Salvini difende la Lega e rilancia su extraprofitti: «Meglio 5 banchieri che 50 milioni di italiani»

Il vicepremier e segretario della Lega Matteo Salvini, intervenendo a La Piazza di Affaritaliani.it a Ceglie Messapica, ha difeso la dimensione nazionale del partito e rilanciato l’ipotesi di una tassa sugli extraprofitti delle banche. «Meglio sacrificare 5 banchieri che 50 milioni di italiani», ha detto, in un contesto di tensioni interne al partito e di confronto con l’ala nordista. Salvini ha risposto alle critiche dell’alleato Antonio Tajani, che aveva definito l’ipotesi come una «parolaccia» che «sa di Unione Sovietica», sottolineando che non si tratta di un intervento radicale, ma di un sacrificio limitato a pochi soggetti per beneficiare di più persone.
La difesa della dimensione nazionale della Lega
Salvini ha ribadito che la Lega non si mette in discussione e che la sua dimensione nazionale è un valore fondamentale. «La Lega stasera ha quattro governatori, governa 14 regioni italiane su 20, ha 540 sindaci in tutta Italia, a Nord e a Sud», ha sottolineato, sottolineando l’importanza del federalismo e dell’autonomia regionale. Il leader leghista ha anche ricordato che il congresso del partito è stato approvato all’unanimità l’anno scorso, e che non è previsto un nuovo congresso per il momento. «Il mio obiettivo è vincere le elezioni l’anno prossimo», ha detto, aggiungendo che non intende farsi da parte per il momento.
Salvini ha anche sottolineato il rapporto con il governatore lombardo Attilio Fontana, con il quale ha stretto una mano al Meeting di Rimini. «Adoro quelli che lavorano tanto e perdono poco tempo in beghe e polemiche», ha detto, riconoscendo l’impegno del governatore. Tuttavia, il confronto vero deve ancora arrivare, e Salvini ha annunciato che nei prossimi giorni ci sarà un incontro per «dare qualche segnale di rinnovamento» prima di Pontida.
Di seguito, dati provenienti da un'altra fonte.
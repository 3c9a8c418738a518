use std::io;
use std::sync::Arc;
use thiserror::Error;

#[derive(Debug, Error, Clone)]
pub enum NetError {
    // Generic Errors
    #[error("Invalid argument: {0}")]
    InvalidArgument(&'static str),

    // Connection Errors
    #[error("Connection closed (TCP FIN)")]
    ConnectionClosed,
    #[error("Connection reset (TCP RST)")]
    ConnectionReset,
    #[error("Connection refused")]
    ConnectionRefused,
    #[error("Connection aborted")]
    ConnectionAborted,
    #[error("Connection failed")]
    ConnectionFailed,
    #[error("Connection to {host}:{port} failed: {source}")]
    ConnectionFailedTo {
        host: String,
        port: u16,
        #[source]
        source: Arc<io::Error>,
    },
    #[error("Name not resolved")]
    NameNotResolved,
    #[error("Name {domain} not resolved: {source}")]
    NameNotResolvedFor {
        domain: String,
        #[source]
        source: Arc<io::Error>,
    },
    #[error("Address invalid")]
    AddressInvalid,
    #[error("Address unreachable")]
    AddressUnreachable,
    #[error("Connection timed out")]
    ConnectionTimedOut,
    #[error("Socket not connected")]
    SocketNotConnected,

    // HTTP Errors
    #[error("Invalid response")]
    InvalidResponse,
    #[error("Empty response")]
    EmptyResponse,

    // DNS Errors
    #[error("DNS server failed for {domain} (rcode {rcode})")]
    DnsServerFailed { domain: String, rcode: u16 },
    #[error("DNS resolution of {domain} timed out")]
    DnsTimedOut { domain: String },

    // Custom errors (codes starting at -10000)
    #[error("Failed to set {direction} deadline: {source}")]
    DeadlineNotSet {
        direction: &'static str,
        #[source]
        source: Arc<io::Error>,
    },

    #[error("Unknown error: {0}")]
    Unknown(i32),
}

impl NetError {
    /// Builds a [`NetError::ConnectionFailedTo`] carrying the underlying IO error.
    pub fn connection_failed_to(host: &str, port: u16, source: io::Error) -> Self {
        NetError::ConnectionFailedTo {
            host: host.to_string(),
            port,
            source: Arc::new(source),
        }
    }

    /// Builds a [`NetError::NameNotResolvedFor`] carrying the underlying IO error.
    pub fn dns_failed(domain: &str, source: io::Error) -> Self {
        NetError::NameNotResolvedFor {
            domain: domain.to_string(),
            source: Arc::new(source),
        }
    }

    pub fn deadline_not_set(direction: &'static str, source: io::Error) -> Self {
        NetError::DeadlineNotSet {
            direction,
            source: Arc::new(source),
        }
    }

    /// True for every error that means "no usable address for this host".
    pub fn is_resolution_failure(&self) -> bool {
        matches!(
            self,
            NetError::NameNotResolved
                | NetError::NameNotResolvedFor { .. }
                | NetError::DnsServerFailed { .. }
                | NetError::DnsTimedOut { .. }
        )
    }

    /// True when every connection attempt for a resolved host failed.
    pub fn is_connection_failure(&self) -> bool {
        matches!(
            self,
            NetError::ConnectionFailedTo { .. }
                | NetError::ConnectionFailed
                | NetError::ConnectionRefused
                | NetError::ConnectionReset
                | NetError::ConnectionAborted
                | NetError::ConnectionTimedOut
                | NetError::AddressUnreachable
        )
    }

    /// True when a connection was closed because it had no liveness detection.
    pub fn is_deadline_error(&self) -> bool {
        matches!(self, NetError::DeadlineNotSet { .. })
    }

    /// The underlying IO error kind, if this error carries one.
    pub fn io_kind(&self) -> Option<io::ErrorKind> {
        match self {
            NetError::ConnectionFailedTo { source, .. }
            | NetError::NameNotResolvedFor { source, .. }
            | NetError::DeadlineNotSet { source, .. } => Some(source.kind()),
            _ => None,
        }
    }

    pub fn as_i32(&self) -> i32 {
        match self {
            NetError::InvalidArgument(_) => -4,
            NetError::ConnectionClosed => -100,
            NetError::ConnectionReset => -101,
            NetError::ConnectionRefused => -102,
            NetError::ConnectionAborted => -103,
            NetError::ConnectionFailed => -104,
            NetError::ConnectionFailedTo { source, .. } => match source.kind() {
                io::ErrorKind::ConnectionRefused => -102,
                io::ErrorKind::ConnectionReset => -101,
                io::ErrorKind::ConnectionAborted => -103,
                io::ErrorKind::TimedOut => -118,
                _ => -104,
            },
            NetError::NameNotResolved => -105,
            NetError::NameNotResolvedFor { .. } => -105,
            NetError::AddressInvalid => -108,
            NetError::AddressUnreachable => -109,
            NetError::SocketNotConnected => -112,
            NetError::ConnectionTimedOut => -118,
            NetError::InvalidResponse => -320,
            NetError::EmptyResponse => -324,
            NetError::DnsServerFailed { .. } => -802,
            NetError::DnsTimedOut { .. } => -803,
            NetError::DeadlineNotSet { .. } => -10000,
            NetError::Unknown(code) => *code,
        }
    }
}

impl From<i32> for NetError {
    fn from(code: i32) -> Self {
        match code {
            -100 => NetError::ConnectionClosed,
            -101 => NetError::ConnectionReset,
            -102 => NetError::ConnectionRefused,
            -103 => NetError::ConnectionAborted,
            -104 => NetError::ConnectionFailed,
            -105 => NetError::NameNotResolved,
            -108 => NetError::AddressInvalid,
            -109 => NetError::AddressUnreachable,
            -112 => NetError::SocketNotConnected,
            -118 => NetError::ConnectionTimedOut,
            -320 => NetError::InvalidResponse,
            -324 => NetError::EmptyResponse,
            _ => NetError::Unknown(code),
        }
    }
}
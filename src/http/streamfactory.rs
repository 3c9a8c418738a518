use crate::base::neterror::NetError;
use crate::socket::dialer::Dialer;
use bytes::Bytes;
use http::{Request, Response};
use http_body_util::Full;
use hyper::body::Incoming;
use hyper::client::conn::http1;
use hyper_util::rt::TokioIo;
use tokio::spawn;

/// An HTTP/1.1 connection over a dialed stream.
/// Equivalent to net::HttpStream.
pub struct HttpStream {
    sender: http1::SendRequest<Full<Bytes>>,
}

impl HttpStream {
    pub async fn send_request(
        &mut self,
        req: Request<Full<Bytes>>,
    ) -> Result<Response<Incoming>, NetError> {
        self.sender.ready().await.map_err(|e| {
            tracing::debug!(error = %e, "connection not ready");
            NetError::ConnectionClosed
        })?;
        self.sender.send_request(req).await.map_err(|e| {
            tracing::debug!(error = %e, "request failed");
            NetError::ConnectionClosed
        })
    }
}

/// Opens [`HttpStream`]s through a [`Dialer`].
#[derive(Debug, Clone)]
pub struct HttpStreamFactory {
    dialer: Dialer,
}

impl HttpStreamFactory {
    pub fn new(dialer: Dialer) -> Self {
        Self { dialer }
    }

    pub fn dialer(&self) -> &Dialer {
        &self.dialer
    }

    /// Dial `address` (`host:port`) and run the HTTP/1.1 handshake on it.
    pub async fn request_stream(&self, address: &str) -> Result<HttpStream, NetError> {
        // 1. Dial: resolve, connect, keep-alive
        let stream = self.dialer.dial("tcp", address).await?;

        // 2. Handshake
        let io = TokioIo::new(stream);
        let (sender, conn) = http1::handshake(io).await.map_err(|e| {
            tracing::debug!(address = %address, error = %e, "http1 handshake failed");
            NetError::ConnectionFailed
        })?;

        // 3. Spawn the connection driver
        let address = address.to_string();
        spawn(async move {
            if let Err(e) = conn.await {
                tracing::debug!(address = %address, error = %e, "connection closed with error");
            }
        });

        Ok(HttpStream { sender })
    }
}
La difesa degli extraprofitti delle banche
Salvini ha anche rilanciato l’ipotesi di una tassa sugli extraprofitti delle banche, sottolineando che i numeri sono chiari. «Nei primi sei mesi di questo 2026 le prime cinque banche italiane hanno superato i 15 miliardi di euro di utili», ha detto, aggiungendo che una buona parte di questi utili arriva dai cittadini attraverso commissioni e differenze tra interessi. «Chiedere una piccola parte di questi utili garantiti dallo Stato e pagati dai cittadini per aiutare famiglie e imprese in difficoltà è qualcosa di utile o è qualcosa di fuori discussione?», ha chiesto, con un tono di sfida.
Salvini ha anche sottolineato che la contrarietà al tema non deve essere solo un «no perché no», ma deve essere spiegata. «Mi si spieghi perché altri Paesi europei fanno questo intervento e mi si spieghi perché in Italia non si dovrebbe farlo», ha detto, con un tono di richiesta di ragionamento e di confronto. «Preferisco chiedere un sacrificio a cinque banchieri che non a 50 milioni di italiani. E lo dico da liberale», ha concluso, con un messaggio chiaro e diretto.
Salvini ha anche attaccato l’idea di attribuire più voti ai genitori con più figli, proposta da Roberto Vannacci. «Una sciocchezza senza capo né coda», ha detto, con un tono di disapprovazione. «Ci manca giusto di dare a queste persone sette schede e poi siamo ospiti in casa nostra e la frittata è completa», ha aggiunto, con un tono ironico ma chiaro.